Près de 4000 sinistrés, dont certains ont tout perdu, sont ainsi accueillis dans plusieurs centres d'évacuation de la troisième ville du pays où plus de 30 000 maisons ont été endommagées par les pires inondations depuis près de quarante ans dans l'État du Queensland.

«Nous avons une capacité d'accueil de 3000 personnes, j'espère que nous n'irons pas jusque là», ajoute Kate Brady.

Entre les lits de camp alignés et les monceaux de vêtements proposés aux sinistrés, un petit espace est réservé aux jeunes enfants. Une maman berce son bébé dans ses bras, une petite blondinette raconte une histoire à sa poupée. Plus loin, l'Armée du Salut offre «du lait maternisé et des repas pour bébés», explique d'un grand sourire Michael Choi, bénévole australien originaire de Hong Kong et député au parlement du Queensland.

«Ce sera ma deuxième nuit ici, on a dû quitter précipitamment notre immeuble du centre ville qui n'est pas inondé mais où il n'y a plus eau ni électricité», explique Kirsten McCanley, étudiante en droit. «C'est dur, mais au moins cela nous a permis de nous connaître», ajoute-t-elle, et ses voisins de table d'acquiescer.

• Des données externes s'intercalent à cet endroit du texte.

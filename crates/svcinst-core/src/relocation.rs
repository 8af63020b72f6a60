//! Move a service principal from the Kerberos container to the services
//! container.
//!
//! `kadmin.local` creates principals under `cn=<realm>,cn=kerberos`. Service
//! principals belong under `cn=services,cn=accounts`, carry the service object
//! classes, and are owned by the host's computer entry. The move is a delete
//! followed by an add, so a crash in between leaves the principal in neither
//! place. If the add itself fails the original entry is put back.

use crate::directory::{normalize_dn, Credentials, DirectorySession, Entry, AUTOGENERATE};
use crate::error::Result;
use crate::registry::DirectoryTarget;

/// Object classes every relocated service principal must carry.
pub const SERVICE_OBJECT_CLASSES: [&str; 3] = ["ipaobject", "ipaservice", "pkiuser"];

pub fn legacy_dn(principal: &str, realm: &str, suffix: &str) -> String {
    format!("krbprincipalname={principal},cn={realm},cn=kerberos,{suffix}")
}

pub fn canonical_dn(principal: &str, suffix: &str) -> String {
    format!("krbprincipalname={principal},cn=services,cn=accounts,{suffix}")
}

pub fn host_dn(fqdn: &str, suffix: &str) -> String {
    format!("fqdn={fqdn},cn=computers,cn=accounts,{suffix}")
}

#[derive(Debug, Clone, PartialEq, Eq)]
pub enum Relocation {
    /// No entry at the legacy location; the usual case after the first run.
    NothingToRelocate,
    Moved { dn: String },
}

/// `existing` plus the service classes, without duplicates (case-insensitive).
pub fn union_object_classes(existing: &[String]) -> Vec<String> {
    let mut out: Vec<String> = Vec::with_capacity(existing.len() + SERVICE_OBJECT_CLASSES.len());
    let candidates = existing
        .iter()
        .map(|s| s.as_str())
        .chain(SERVICE_OBJECT_CLASSES);
    for class in candidates {
        if !out.iter().any(|c| c.eq_ignore_ascii_case(class)) {
            out.push(class.to_string());
        }
    }
    out
}

/// The entry as it should look at its canonical location.
pub fn relocated_entry(mut entry: Entry, principal: &str, fqdn: &str, suffix: &str) -> Entry {
    let classes = union_object_classes(entry.values("objectclass"));
    entry.set_dn(canonical_dn(principal, suffix));
    entry.set_values("objectclass", classes);
    entry.set_value("ipaUniqueID", AUTOGENERATE);
    entry.set_value("managedBy", host_dn(fqdn, suffix));
    entry
}

/// Relocate `principal` of `realm` if it is still at its legacy location.
pub fn relocate(
    target: DirectoryTarget<'_>,
    credentials: &Credentials,
    fqdn: &str,
    principal: &str,
    realm: &str,
    suffix: &str,
) -> Result<Relocation> {
    let mut session = DirectorySession::open(target.connector, target.host, credentials, fqdn)?;

    let old_dn = legacy_dn(principal, realm, suffix);
    let Some(original) = session.get_entry(&old_dn)? else {
        // Replicas never had the principal in the old place.
        tracing::debug!(principal, "no legacy principal entry, nothing to relocate");
        session.close()?;
        return Ok(Relocation::NothingToRelocate);
    };

    let moved = relocated_entry(original.clone(), principal, fqdn, suffix);
    session.delete(original.dn())?;

    if let Err(e) = session.add(&moved) {
        match session.add(&original) {
            Ok(()) => tracing::warn!(
                principal,
                error = %e,
                "could not create {}, restored entry at {}",
                moved.dn(),
                original.dn()
            ),
            Err(restore) => tracing::error!(
                principal,
                error = %e,
                restore_error = %restore,
                "principal entry lost: removed from {} and could not be created at {}",
                original.dn(),
                moved.dn()
            ),
        }
        return Err(e);
    }

    tracing::info!(
        principal,
        from = %normalize_dn(&old_dn),
        to = %moved.dn(),
        "relocated service principal"
    );
    session.close()?;
    Ok(Relocation::Moved {
        dn: moved.dn().to_string(),
    })
}
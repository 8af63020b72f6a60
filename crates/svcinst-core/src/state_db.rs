//! Durable State Store backed by redb.
//!
//! # Table design
//!
//! A single `STATE` table keyed by `component \0 key`:
//! ```text
//! [ component utf-8 | 0x00 | key utf-8 ]
//! ```
//!
//! All keys of one component are contiguous, so `has_state` and `keys` are a
//! single range scan over `component\0 .. component\x01`. Values are
//! JSON-encoded `StateRecord`s.

use std::path::Path;

use chrono::{DateTime, Utc};
use redb::{Database, TableDefinition};
use serde::{Deserialize, Serialize};

use crate::error::{InstallError, Result};
use crate::state::{StateStore, StateValue};

const STATE: TableDefinition<&str, &[u8]> = TableDefinition::new("state");

fn record_key(component: &str, key: &str) -> String {
    format!("{component}\0{key}")
}

/// Half-open bounds covering every key of `component`.
fn component_bounds(component: &str) -> (String, String) {
    (format!("{component}\0"), format!("{component}\u{1}"))
}

fn db_err(e: impl std::fmt::Display) -> InstallError {
    InstallError::StateDb(e.to_string())
}

/// A stored value plus the moment it was captured.
#[derive(Debug, Clone, PartialEq, Serialize, Deserialize)]
pub struct StateRecord {
    pub value: StateValue,
    pub captured_at: DateTime<Utc>,
}

pub struct StateDb {
    db: Database,
}

impl StateDb {
    /// Open or create the database at `path`, creating parent directories.
    pub fn open(path: &Path) -> Result<Self> {
        if let Some(parent) = path.parent() {
            if !parent.as_os_str().is_empty() {
                std::fs::create_dir_all(parent)?;
            }
        }
        let db = Database::create(path).map_err(db_err)?;
        // Ensure the table exists before any reads
        let wt = db.begin_write().map_err(db_err)?;
        wt.open_table(STATE).map_err(db_err)?;
        wt.commit().map_err(db_err)?;
        Ok(Self { db })
    }

    /// Every record for `component`, sorted by key.
    pub fn records(&self, component: &str) -> Result<Vec<(String, StateRecord)>> {
        let (lower, upper) = component_bounds(component);
        let rt = self.db.begin_read().map_err(db_err)?;
        let table = rt.open_table(STATE).map_err(db_err)?;

        let prefix_len = lower.len();
        let mut result = Vec::new();
        for entry in table
            .range(lower.as_str()..upper.as_str())
            .map_err(db_err)?
        {
            let (k, v) = entry.map_err(db_err)?;
            let record: StateRecord = serde_json::from_slice(v.value())?;
            result.push((k.value()[prefix_len..].to_string(), record));
        }
        Ok(result)
    }

    pub fn record(&self, component: &str, key: &str) -> Result<Option<StateRecord>> {
        let rt = self.db.begin_read().map_err(db_err)?;
        let table = rt.open_table(STATE).map_err(db_err)?;
        let found = table
            .get(record_key(component, key).as_str())
            .map_err(db_err)?;
        let record = match found {
            Some(guard) => Some(serde_json::from_slice(guard.value())?),
            None => None,
        };
        Ok(record)
    }
}

impl StateStore for StateDb {
    fn has_state(&self, component: &str) -> Result<bool> {
        let (lower, upper) = component_bounds(component);
        let rt = self.db.begin_read().map_err(db_err)?;
        let table = rt.open_table(STATE).map_err(db_err)?;
        let mut range = table
            .range(lower.as_str()..upper.as_str())
            .map_err(db_err)?;
        let found = range.next().is_some();
        Ok(found)
    }

    fn backup_state(&self, component: &str, key: &str, value: StateValue) -> Result<()> {
        let record = StateRecord {
            value,
            captured_at: Utc::now(),
        };
        let data = serde_json::to_vec(&record)?;
        let wt = self.db.begin_write().map_err(db_err)?;
        {
            let mut table = wt.open_table(STATE).map_err(db_err)?;
            table
                .insert(record_key(component, key).as_str(), data.as_slice())
                .map_err(db_err)?;
        }
        wt.commit().map_err(db_err)?;
        Ok(())
    }

    fn restore_state(&self, component: &str, key: &str) -> Result<Option<StateValue>> {
        Ok(self.record(component, key)?.map(|r| r.value))
    }

    fn clear_state(&self, component: &str, key: &str) -> Result<()> {
        let wt = self.db.begin_write().map_err(db_err)?;
        {
            let mut table = wt.open_table(STATE).map_err(db_err)?;
            table
                .remove(record_key(component, key).as_str())
                .map_err(db_err)?;
        }
        wt.commit().map_err(db_err)?;
        Ok(())
    }

    fn keys(&self, component: &str) -> Result<Vec<(String, StateValue)>> {
        Ok(self
            .records(component)?
            .into_iter()
            .map(|(k, r)| (k, r.value))
            .collect())
    }
}

// ---------------------------------------------------------------------------
// Tests
// ---------------------------------------------------------------------------
use std::collections::BTreeMap;
use std::sync::atomic::{AtomicUsize, Ordering};
use std::sync::Mutex;

use uuid::Uuid;

use super::{normalize_dn, DirectoryClient, DirectoryConnector, Entry, Modification, Scope};
use crate::error::{InstallError, Result};

/// Value of `ipaUniqueID` asking the server to assign a fresh identifier.
pub const AUTOGENERATE: &str = "autogenerate";

/// An in-process directory for tests and dry runs.
///
/// Entries are keyed by normalized DN. Adding an entry whose `ipaUniqueID` is
/// `autogenerate` stores a fresh UUID in its place, as the directory server's
/// uniqueness plugin would.
#[derive(Debug, Default)]
pub struct MemoryDirectory {
    entries: Mutex<BTreeMap<String, Entry>>,
    credentials: Option<(String, String)>,
    offline: bool,
    hosts: Mutex<Vec<String>>,
    binds: AtomicUsize,
    mutations: AtomicUsize,
}

impl MemoryDirectory {
    /// A directory that accepts any bind.
    pub fn new() -> Self {
        Self::default()
    }

    /// A directory that only accepts `bind_dn` / `password`.
    pub fn with_credentials(bind_dn: &str, password: &str) -> Self {
        Self {
            credentials: Some((normalize_dn(bind_dn), password.to_string())),
            ..Self::default()
        }
    }

    /// A directory whose every connection attempt fails.
    pub fn offline() -> Self {
        Self {
            offline: true,
            ..Self::default()
        }
    }

    /// Seed an entry without counting it as a mutation.
    pub fn insert(&self, entry: Entry) {
        self.lock().insert(normalize_dn(entry.dn()), entry);
    }

    pub fn entry(&self, dn: &str) -> Option<Entry> {
        self.lock().get(&normalize_dn(dn)).cloned()
    }

    pub fn len(&self) -> usize {
        self.lock().len()
    }

    pub fn is_empty(&self) -> bool {
        self.len() == 0
    }

    /// Hosts passed to `connect`, in order.
    pub fn connected_hosts(&self) -> Vec<String> {
        self.hosts.lock().unwrap_or_else(|e| e.into_inner()).clone()
    }

    /// Successful binds so far.
    pub fn binds(&self) -> usize {
        self.binds.load(Ordering::Relaxed)
    }

    /// Adds, deletes and modifies applied so far.
    pub fn mutations(&self) -> usize {
        self.mutations.load(Ordering::Relaxed)
    }

    fn lock(&self) -> std::sync::MutexGuard<'_, BTreeMap<String, Entry>> {
        self.entries.lock().unwrap_or_else(|e| e.into_inner())
    }
}

impl DirectoryConnector for MemoryDirectory {
    fn connect(&self, host: &str) -> Result<Box<dyn DirectoryClient + '_>> {
        self.hosts
            .lock()
            .unwrap_or_else(|e| e.into_inner())
            .push(host.to_string());
        if self.offline {
            return Err(InstallError::Directory(format!(
                "can't contact LDAP server at {host}"
            )));
        }
        Ok(Box::new(MemoryConnection {
            dir: self,
            bound: false,
        }))
    }
}

struct MemoryConnection<'a> {
    dir: &'a MemoryDirectory,
    bound: bool,
}

impl MemoryConnection<'_> {
    fn require_bind(&self) -> Result<()> {
        if self.bound {
            Ok(())
        } else {
            Err(InstallError::Directory("operation requires a bind".into()))
        }
    }

    fn mutated(&self) {
        self.dir.mutations.fetch_add(1, Ordering::Relaxed);
    }
}

impl DirectoryClient for MemoryConnection<'_> {
    fn bind(&mut self, dn: &str, password: &str) -> Result<()> {
        if let Some((want_dn, want_pw)) = &self.dir.credentials {
            if normalize_dn(dn) != *want_dn || password != want_pw {
                return Err(InstallError::Directory("invalid credentials".into()));
            }
        }
        self.bound = true;
        self.dir.binds.fetch_add(1, Ordering::Relaxed);
        Ok(())
    }

    fn search(&mut self, base: &str, scope: Scope) -> Result<Vec<Entry>> {
        self.require_bind()?;
        let base = normalize_dn(base);
        let entries = self.dir.lock();
        if !entries.contains_key(&base) {
            return Err(InstallError::NotFound(base));
        }
        let suffix = format!(",{base}");
        let found = entries
            .iter()
            .filter(|(dn, _)| match scope {
                Scope::Base => **dn == base,
                Scope::OneLevel => dn
                    .strip_suffix(&suffix)
                    .is_some_and(|rdn| !rdn.contains(',')),
                Scope::Subtree => **dn == base || dn.ends_with(&suffix),
            })
            .map(|(_, e)| e.clone())
            .collect();
        Ok(found)
    }

    fn add(&mut self, entry: &Entry) -> Result<()> {
        self.require_bind()?;
        let key = normalize_dn(entry.dn());
        let mut entries = self.dir.lock();
        if entries.contains_key(&key) {
            return Err(InstallError::AlreadyExists(entry.dn().to_string()));
        }
        let mut stored = entry.clone();
        if stored
            .first("ipaUniqueID")
            .is_some_and(|v| v.eq_ignore_ascii_case(AUTOGENERATE))
        {
            stored.set_value("ipaUniqueID", Uuid::new_v4().to_string());
        }
        entries.insert(key, stored);
        drop(entries);
        self.mutated();
        Ok(())
    }

    fn delete(&mut self, dn: &str) -> Result<()> {
        self.require_bind()?;
        if self.dir.lock().remove(&normalize_dn(dn)).is_none() {
            return Err(InstallError::NotFound(dn.to_string()));
        }
        self.mutated();
        Ok(())
    }

    fn modify(&mut self, dn: &str, changes: &[Modification]) -> Result<()> {
        self.require_bind()?;
        {
            let mut entries = self.dir.lock();
            let entry = entries
                .get_mut(&normalize_dn(dn))
                .ok_or_else(|| InstallError::NotFound(dn.to_string()))?;
            for change in changes {
                entry.apply(change);
            }
        }
        self.mutated();
        Ok(())
    }

    fn unbind(&mut self) -> Result<()> {
        self.bound = false;
        Ok(())
    }
}
//! Start, stop and boot-time enablement of OS services.
//!
//! [`ServiceManager`] is the backend seam; [`SysvServiceManager`] drives the
//! SysV `service` and `chkconfig` tools. [`ServiceController`] binds one
//! service name to a backend and applies the status rules installers rely on.

use std::fmt;
use std::path::{Path, PathBuf};
use std::sync::OnceLock;

use regex::Regex;

use crate::command::{locate, CommandRunner};
use crate::error::Result;
use crate::paths;

// ---------------------------------------------------------------------------
// Runlevels
// ---------------------------------------------------------------------------

/// Per-runlevel boot enablement, runlevels 0 through 6.
#[derive(Debug, Clone, Copy, Default, PartialEq, Eq)]
pub struct Runlevels([bool; 7]);

impl Runlevels {
    pub fn new(levels: [bool; 7]) -> Self {
        Self(levels)
    }

    pub fn is_on(&self, level: usize) -> bool {
        self.0.get(level).copied().unwrap_or(false)
    }

    /// Enabled in all three standard multi-user runlevels (3, 4 and 5).
    pub fn multi_user(&self) -> bool {
        self.is_on(3) && self.is_on(4) && self.is_on(5)
    }
}

static RUNLEVEL_RE: OnceLock<Regex> = OnceLock::new();

fn runlevel_re() -> &'static Regex {
    RUNLEVEL_RE.get_or_init(|| Regex::new(r"^([0-6]):(on|off)$").unwrap())
}

/// Parse `chkconfig --list <service>` output.
///
/// Only the line whose first column is `service` counts. Columns that are not
/// `N:on`/`N:off` are ignored; runlevels not mentioned are off.
pub fn parse_chkconfig_list(stdout: &str, service: &str) -> Runlevels {
    let mut levels = [false; 7];
    for line in stdout.lines() {
        let mut parts = line.split_whitespace();
        if parts.next() != Some(service) {
            continue;
        }
        for col in parts {
            if let Some(caps) = runlevel_re().captures(col) {
                if let Ok(level) = caps[1].parse::<usize>() {
                    levels[level] = &caps[2] == "on";
                }
            }
        }
        break;
    }
    Runlevels(levels)
}

// ---------------------------------------------------------------------------
// ServiceManager
// ---------------------------------------------------------------------------

pub trait ServiceManager {
    fn start(&self, service: &str, instance: Option<&str>) -> Result<()>;
    fn stop(&self, service: &str, instance: Option<&str>) -> Result<()>;
    fn restart(&self, service: &str, instance: Option<&str>) -> Result<()>;

    /// `Ok` when the status query reports the service running.
    fn status(&self, service: &str) -> Result<()>;

    fn runlevels(&self, service: &str) -> Result<Runlevels>;
    fn set_enabled(&self, service: &str, enabled: bool) -> Result<()>;

    /// Make the init system aware of the service (`chkconfig --add`).
    fn register(&self, service: &str) -> Result<()>;
    fn unregister(&self, service: &str) -> Result<()>;
}

/// SysV init backend: `/sbin/service` and `/sbin/chkconfig`.
pub struct SysvServiceManager<R> {
    runner: R,
    service_cmd: PathBuf,
    chkconfig_cmd: PathBuf,
}

impl<R: CommandRunner> SysvServiceManager<R> {
    /// Locate `service` and `chkconfig` on `PATH`, falling back to `/sbin`.
    pub fn new(runner: R) -> Self {
        Self::with_commands(
            runner,
            locate("service", paths::SBIN_DIR),
            locate("chkconfig", paths::SBIN_DIR),
        )
    }

    pub fn with_commands(runner: R, service_cmd: PathBuf, chkconfig_cmd: PathBuf) -> Self {
        Self {
            runner,
            service_cmd,
            chkconfig_cmd,
        }
    }

    fn service(&self, service: &str, verb: &str, instance: Option<&str>) -> Result<()> {
        let mut args = vec![service, verb];
        if let Some(inst) = instance.filter(|i| !i.is_empty()) {
            args.push(inst);
        }
        self.runner.run(&self.service_cmd, &args)?;
        Ok(())
    }

    fn chkconfig(&self, args: &[&str]) -> Result<String> {
        Ok(self.runner.run(&self.chkconfig_cmd, args)?.stdout)
    }

    pub fn service_command(&self) -> &Path {
        &self.service_cmd
    }

    pub fn chkconfig_command(&self) -> &Path {
        &self.chkconfig_cmd
    }
}

impl<R: CommandRunner> ServiceManager for SysvServiceManager<R> {
    fn start(&self, service: &str, instance: Option<&str>) -> Result<()> {
        self.service(service, "start", instance)
    }

    fn stop(&self, service: &str, instance: Option<&str>) -> Result<()> {
        self.service(service, "stop", instance)
    }

    fn restart(&self, service: &str, instance: Option<&str>) -> Result<()> {
        self.service(service, "restart", instance)
    }

    fn status(&self, service: &str) -> Result<()> {
        self.service(service, "status", None)
    }

    fn runlevels(&self, service: &str) -> Result<Runlevels> {
        let out = self.chkconfig(&["--list", service])?;
        Ok(parse_chkconfig_list(&out, service))
    }

    fn set_enabled(&self, service: &str, enabled: bool) -> Result<()> {
        self.chkconfig(&[service, if enabled { "on" } else { "off" }])?;
        Ok(())
    }

    fn register(&self, service: &str) -> Result<()> {
        self.chkconfig(&["--add", service])?;
        Ok(())
    }

    fn unregister(&self, service: &str) -> Result<()> {
        self.chkconfig(&["--del", service])?;
        Ok(())
    }
}

// ---------------------------------------------------------------------------
// ServiceController
// ---------------------------------------------------------------------------

/// One named service on top of a [`ServiceManager`].
#[derive(Clone, Copy)]
pub struct ServiceController<'a> {
    name: &'a str,
    manager: &'a dyn ServiceManager,
}

impl<'a> ServiceController<'a> {
    pub fn new(name: &'a str, manager: &'a dyn ServiceManager) -> Self {
        Self { name, manager }
    }

    pub fn name(&self) -> &'a str {
        self.name
    }

    pub fn start(&self, instance: Option<&str>) -> Result<()> {
        self.manager.start(self.name, instance)
    }

    pub fn stop(&self, instance: Option<&str>) -> Result<()> {
        self.manager.stop(self.name, instance)
    }

    pub fn restart(&self, instance: Option<&str>) -> Result<()> {
        self.manager.restart(self.name, instance)
    }

    /// An unknown or failed status query counts as "not running".
    pub fn is_running(&self) -> bool {
        match self.manager.status(self.name) {
            Ok(()) => true,
            Err(e) => {
                tracing::debug!(service = %self.name, error = %e, "status query failed, treating as stopped");
                false
            }
        }
    }

    pub fn is_enabled(&self) -> Result<bool> {
        Ok(self.manager.runlevels(self.name)?.multi_user())
    }

    pub fn set_enabled(&self, enabled: bool) -> Result<()> {
        self.manager.set_enabled(self.name, enabled)
    }

    pub fn register_for_startup(&self) -> Result<()> {
        self.manager.register(self.name)
    }

    pub fn unregister_for_startup(&self) -> Result<()> {
        self.manager.unregister(self.name)
    }
}

impl fmt::Debug for ServiceController<'_> {
    fn fmt(&self, f: &mut fmt::Formatter<'_>) -> fmt::Result {
        f.debug_struct("ServiceController")
            .field("name", &self.name)
            .finish_non_exhaustive()
    }
}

Il y a aussi, comme perdus dans ce qui ressemble à un immense hall de gare, Nithin Narayanan, un Indien de 26 ans, seul, sans famille, qui «habite à St-Lucia, un quartier près du fleuve» et a dû partir «très vite». Et puis aussi Michael, 68 ans, qui vit à la rue depuis des années et avait «déjà connu les inondations de 1974».

Pour Tom, autre bénévole, «on pouvait s'attendre à une telle catastrophe». Après les très graves inondations de 1974, «les promoteurs immobiliers ont assuré que reconstruire dans des zones inondées n'était plus dangereux, grâce aux barrages construits».

«Mais on dirait que les gens ont construit là où ils n'auraient pas dû, trop près du fleuve. Car même si l'on bâtit sur pilotis ou que l'on surélève, on ne pourra rien contre la nature, il faut lui laisser parfois la place qui lui revient», conclut-il.